Friendship “can’t be the last thing after everything else, or those friendships won’t flourish,” she said.

In the day’s closing talk, Bridget Busacker extended that call of friendship to one’s relationships with the saints, telling the women to “build up your spiritual tribe.”

Speaking on the topic of parish leadership, she advised the women to pray daily, go to adoration, frequent the sacraments, get to know Mary and the saints, and read about the faith. God “desires you, he loves you and he wants that time with you,” she said of prayer.

Busacker, a newlywed and parishioner of St. Mark in St. Paul, said young adults can struggle with feeling like they have little to offer their parish, or they feel like they’d prefer not to take on parish responsibilities.

“I’m recognizing that it’s really not about what I want, but what I can give, and how the Lord is working through us and with us to be able to share our faith, to build community, to build relationships, so that we’re not just on our phones all the time, we’re not hopping around from parish to parish, we’re really investing in one place,” she said.

She gave advice on proposing new ideas to pastors, having realistic and flexible expectations, and organizing one’s projects so that if she handed off leadership, the next leader could easily pick up where things left off.

Marylovelyn Ejiofor, a 25-year-old social worker, said that the day motivated her to want to start a youth group at her parish, St. Peter Claver in St. Paul.

She said she’s been questioning what God wants her to do with her life and what her spirituality should look like. “I find that going to these things [retreats] are great, because they’ve spearheaded ideas I have for my life,” she said.

Abby Kowitz, 27, said the retreat renewed her sense of her femininity and “how that gift of my womanhood, my femininity, it’s needed in the world,” she said. “While that’s lived in my being, I need to be intentional and active in living that out and be more bold.”

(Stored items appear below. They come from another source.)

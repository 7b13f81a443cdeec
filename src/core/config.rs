//! Stack configuration.
//!
//! All envelope metadata is configuration rather than literals, so tests can
//! inject distinguishable values for every layer.

use std::net::{IpAddr, SocketAddr};

use serde::{Deserialize, Serialize};

use super::constants::{
    DEFAULT_PROBE_TARGET, DEFAULT_PROTOCOL, DEFAULT_SEQUENCE, DEFAULT_SESSION_STATE,
    FALLBACK_NETWORK_ADDRESS,
};
use super::hardware::MacAddress;

/// Metadata the layers attach to their envelopes.
#[derive(Debug, Clone, PartialEq, Eq, Serialize, Deserialize)]
#[serde(default)]
pub struct StackConfig {
    /// Application protocol tag.
    pub protocol: String,
    /// Session state tag.
    pub session_state: String,
    /// Transport sequence label.
    pub sequence: u32,
    /// Data link hardware address.
    pub hardware_address: MacAddress,
    /// Network address used when the provider fails.
    pub fallback_address: IpAddr,
    /// Reference host for the system address probe.
    pub probe_target: SocketAddr,
}

impl Default for StackConfig {
    fn default() -> Self {
        Self {
            protocol: DEFAULT_PROTOCOL.to_string(),
            session_state: DEFAULT_SESSION_STATE.to_string(),
            sequence: DEFAULT_SEQUENCE,
            hardware_address: MacAddress::default(),
            fallback_address: FALLBACK_NETWORK_ADDRESS,
            probe_target: DEFAULT_PROBE_TARGET,
        }
    }
}

impl StackConfig {
    /// Create a config with default metadata.
    pub fn new() -> Self {
        Self::default()
    }

    /// Set the application protocol tag.
    pub fn with_protocol(mut self, protocol: impl Into<String>) -> Self {
        self.protocol = protocol.into();
        self
    }

    /// Set the session state tag.
    pub fn with_session_state(mut self, state: impl Into<String>) -> Self {
        self.session_state = state.into();
        self
    }

    /// Set the transport sequence label.
    pub fn with_sequence(mut self, sequence: u32) -> Self {
        self.sequence = sequence;
        self
    }

    /// Set the hardware address.
    pub fn with_hardware_address(mut self, address: MacAddress) -> Self {
        self.hardware_address = address;
        self
    }

    /// Set the placeholder network address.
    pub fn with_fallback_address(mut self, address: IpAddr) -> Self {
        self.fallback_address = address;
        self
    }

    /// Set the probe's reference host.
    pub fn with_probe_target(mut self, target: SocketAddr) -> Self {
        self.probe_target = target;
        self
    }
}

#[cfg(test)]
mod tests {
    use super::*;

    #[test]
    fn test_defaults() {
        let config = StackConfig::default();
        assert_eq!(config.protocol, "HTTP");
        assert_eq!(config.session_state, "Active");
        assert_eq!(config.sequence, 1);
        assert_eq!(config.hardware_address.to_string(), "AA:BB:CC:DD:EE:FF");
        assert_eq!(config.fallback_address.to_string(), "192.168.1.1");
        assert_eq!(config.probe_target.to_string(), "8.8.8.8:80");
    }

    #[test]
    fn test_builder_methods() {
        let config = StackConfig::new()
            .with_protocol("GOPHER")
            .with_session_state("Resumed")
            .with_sequence(42)
            .with_hardware_address(MacAddress::new([2, 0, 0, 0, 0, 1]))
            .with_fallback_address("10.0.0.9".parse().unwrap());

        assert_eq!(config.protocol, "GOPHER");
        assert_eq!(config.session_state, "Resumed");
        assert_eq!(config.sequence, 42);
        assert_eq!(config.hardware_address.octets(), [2, 0, 0, 0, 0, 1]);
        assert_eq!(config.fallback_address.to_string(), "10.0.0.9");
    }

    #[test]
    fn test_partial_json_uses_defaults() {
        let config: StackConfig =
            serde_json::from_str(r#"{"sequence": 7, "hardware_address": "02:00:00:00:00:07"}"#)
                .unwrap();

        assert_eq!(config.sequence, 7);
        assert_eq!(config.hardware_address.to_string(), "02:00:00:00:00:07");
        assert_eq!(config.protocol, "HTTP");
        assert_eq!(config.fallback_address, FALLBACK_NETWORK_ADDRESS);
    }
}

She said she was struck by something shared by Deborah Savage, a professor at the St. Paul Seminary School of Divinity in St. Paul and the day’s first speaker.

“When Eve was created, her first view of the world always included ‘the other,’” which differs from the view of Adam, who knew life alone, said Kowitz, a St. Mark parishioner pursing a graduate degree in counseling. “We’re oriented toward ‘the other.’ It’s such a beautiful way to understand myself and to understand all women.”

Bolle hopes attendees left with a “happy challenge.”

“I want each woman to walk away from the retreat with an excitement to pray about whatever it is the Lord placed upon her heart that day and to share what she has learned with others — with her friends, family and pastor,” she said. “I hope that each woman courageously steps out of her comfort zone and says ‘yes’ to God’s plan for her, and that she will pursue opportunities to exemplify leadership in her community and parish life and ‘set the world on fire’ by being who she is meant to be.”